Pancakes, bicycles and Apache Spark
by Max Smolaks 8 October 2019
American startup Databricks, established by the original authors of the Apache Spark framework, is planning to spend €100 million ($109.65m) over the next three years to expand its AI lab in Amsterdam.
Databricks says it tripled the size of its engineering team in Amsterdam over the past two years, and its European Development Center will require many more data scientists to work on its Unified Data Analytics Platform.
“The company’s growth is a testament to its ability to attract a skilled workforce that wants to live and work in a vibrant city like Amsterdam, as well as Dutch infrastructure like our world-class broadband network,” said Henny Jacobs, executive director of the Americas for the Netherlands Foreign Investment Agency.
From Silicon Valley to Silicon Canals
Databricks was co-founded in 2013 by a team of academics that met at Berkeley, including computer scientist Matei Zaharia, who developed Spark as a PhD thesis in 2009 and later co-created the Apache Mesos cluster manager. Both projects were released under an open source license.

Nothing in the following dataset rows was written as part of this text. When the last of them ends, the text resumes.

//! Common utilities and types shared across Pod Chaos Monkey crates.

#![warn(clippy::pedantic)]

/// Module for common error types
pub mod error;

/// Module for common configuration
pub mod config;

/// Module for label selector parsing and matching
pub mod label_selector;

/// Module for tracing subscriber setup
pub mod observability;
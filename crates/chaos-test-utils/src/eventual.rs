//! Eventual consistency helpers for timing-dependent tests.
//!
//! The scheduler runs in a background task, so tests observe its effects by
//! polling. Delays use `tokio::time`, which makes these helpers advance
//! instantly under a paused test clock.

use std::future::Future;
use std::time::Duration;
use tokio::time::{sleep, Instant};

/// Initial delay between polls.
const INITIAL_DELAY: Duration = Duration::from_millis(10);

/// Upper bound for a single poll delay.
const MAX_DELAY: Duration = Duration::from_millis(250);

/// Assert that a condition becomes true within `timeout`.
///
/// Polls with exponential backoff: 10ms initial delay, 2x multiplier, each
/// delay capped at 250ms and at the remaining time.
///
/// # Example
///
/// ```no_run
/// use chaos_test_utils::eventual::assert_eventually;
/// use std::time::Duration;
///
/// # async fn example(cluster: chaos_test_utils::FakeCluster) {
/// assert_eventually(Duration::from_secs(1), || {
///     let cluster = cluster.clone();
///     async move { cluster.pods_in("namespace1").len() == 3 }
/// })
/// .await
/// .expect("two pods should be deleted within a second");
/// # }
/// ```
pub async fn assert_eventually<F, Fut>(timeout: Duration, mut condition: F) -> Result<(), String>
where
    F: FnMut() -> Fut,
    Fut: Future<Output = bool>,
{
    let mut delay = INITIAL_DELAY;
    let start = Instant::now();

    loop {
        if condition().await {
            return Ok(());
        }

        let elapsed = start.elapsed();
        if elapsed >= timeout {
            return Err(format!("Condition not met within {:?}", timeout));
        }

        sleep(delay.min(timeout.saturating_sub(elapsed))).await;
        delay = (delay * 2).min(MAX_DELAY);
    }
}
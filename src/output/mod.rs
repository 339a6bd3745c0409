// Tue Jan 20 2026 - Alex

pub mod report;

pub use report::{render_signatures, ReportFormat, ScanReport};
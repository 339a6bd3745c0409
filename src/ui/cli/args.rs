// Tue Jan 20 2026 - Alex

use crate::config::ScanConfig;
use clap::{Parser, Subcommand};
use std::path::PathBuf;

#[derive(Parser, Debug)]
#[command(name = "binpattern")]
#[command(author = "Alex")]
#[command(version)]
#[command(about = "Wildcard byte-pattern scanner for binaries", long_about = None)]
pub struct Args {
    #[command(subcommand)]
    pub command: Command,

    #[arg(short, long, global = true, default_value = "info")]
    pub log_level: String,

    #[arg(short, long, global = true)]
    pub quiet: bool,

    #[arg(long, global = true)]
    pub no_color: bool,

    #[arg(long, global = true)]
    pub json: bool,

    /// JSON file with scan settings; command-line flags take precedence.
    #[arg(short, long, global = true)]
    pub config: Option<PathBuf>,
}

#[derive(Subcommand, Debug)]
pub enum Command {
    /// Scan a file for a pattern
    Scan(ScanArgs),
    /// Parse a pattern and print its canonical form
    Check(CheckArgs),
    /// Resolve every signature in a signature file
    Signatures(SignaturesArgs),
    /// Build the shortest unique pattern starting at an address
    Make(MakeArgs),
}

#[derive(Parser, Debug)]
pub struct ScanOptions {
    /// Scan the file as flat bytes instead of by executable segment
    #[arg(long)]
    pub raw: bool,

    #[arg(long)]
    pub sequential: bool,

    #[arg(long)]
    pub threads: Option<usize>,

    #[arg(long)]
    pub chunk_size: Option<usize>,
}

impl ScanOptions {
    pub fn apply(&self, mut config: ScanConfig) -> ScanConfig {
        if self.sequential {
            config = config.with_parallel(false);
        }
        if let Some(threads) = self.threads {
            config = config.with_threads(threads);
        }
        if let Some(chunk_size) = self.chunk_size {
            config = config.with_chunk_size(chunk_size);
        }
        config
    }
}

#[derive(Parser, Debug)]
pub struct ScanArgs {
    pub input: PathBuf,

    /// e.g. "48 8B 05 ?? ?? ?? ?? C3"
    pub pattern: String,

    /// Zero lists no addresses but still reports the match count
    #[arg(short, long)]
    pub max_results: Option<usize>,

    #[command(flatten)]
    pub options: ScanOptions,
}

#[derive(Parser, Debug)]
pub struct CheckArgs {
    pub pattern: String,
}

#[derive(Parser, Debug)]
pub struct SignaturesArgs {
    pub input: PathBuf,

    pub signatures: PathBuf,

    #[command(flatten)]
    pub options: ScanOptions,
}

#[derive(Parser, Debug)]
pub struct MakeArgs {
    pub input: PathBuf,

    /// Hexadecimal, with or without a 0x prefix
    #[arg(value_parser = parse_address)]
    pub address: u64,

    #[arg(long, default_value_t = crate::signature::generator::MAX_LENGTH)]
    pub max_length: usize,

    #[command(flatten)]
    pub options: ScanOptions,
}

fn parse_address(s: &str) -> Result<u64, String> {
    let digits = s.strip_prefix("0x").or_else(|| s.strip_prefix("0X")).unwrap_or(s);
    u64::from_str_radix(digits, 16).map_err(|e| format!("Invalid address \"{}\": {}", s, e))
}

impl ScanArgs {
    pub fn validate(&self) -> Result<(), String> {
        if !self.input.exists() {
            return Err(format!("Input file does not exist: {}", self.input.display()));
        }
        Ok(())
    }
}

impl SignaturesArgs {
    pub fn validate(&self) -> Result<(), String> {
        if !self.input.exists() {
            return Err(format!("Input file does not exist: {}", self.input.display()));
        }
        if !self.signatures.exists() {
            return Err(format!("Signature file does not exist: {}", self.signatures.display()));
        }
        Ok(())
    }
}

impl MakeArgs {
    pub fn validate(&self) -> Result<(), String> {
        if !self.input.exists() {
            return Err(format!("Input file does not exist: {}", self.input.display()));
        }
        if self.max_length == 0 {
            return Err("max_length must be greater than 0".to_string());
        }
        Ok(())
    }
}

Spark is a cluster computing engine that relies on in-memory processing, and the de-facto standard for handling really large datasets. Although it wasn’t developed specifically for machine learning, Spark has been embraced by the AI community for its scalability, language compatibility, and speed.
The open source version of Spark, maintained by the Apache Foundation, is free to use; Databricks makes its money by selling a fully managed version of the software, hosted in the cloud. This is true open source, not the frequently maligned open core.
And this model certainly works: a few years ago, Databricks reached valuation of more than $1 billion, which meant some people inevitably started calling the company a ‘unicorn.’ Today, the valuation stands somewhere around $2.7bn, with Databricks securing $250 million in its most recent funding round in February.
In June, the company capitalized on the popularity of Spark among machine learning enthusiasts by releasing MLflow, a machine learning management engine designed to simplify AI projects.
MLflow enables data scientists to track and distribute experiments, package and share models across frameworks, and deploy them – no matter if the target environment is a personal laptop or a cloud data center. Just like Spark, MLflow is available for free, and Databricks sells a managed version hosted with either AWS or Azure.
The company brought its software to Europe in 2017, and the Amstrdam office is expected to total 200 staff by the end of 2019.
“Our investments in Amsterdam over the next three years will support our mission to help data teams solve the world’s toughest problems, and continuing to build a top notch engineering squad in Amsterdam is integral to our success,” said Ali Ghodsi, co-founder and CEO at Databricks.
Amsterdam is currently competing against London and Berlin for both tech talent and corporate investment. The city is one of Europe’s largest hubs for digital infrastructure – along with Frankfurt, London and Paris, sometimes referred to as the FLAP markets by data center professionals.
AI Business will be reporting from the upcoming Spark+AI Summit in Amsterdam, taking place on 15-17 October.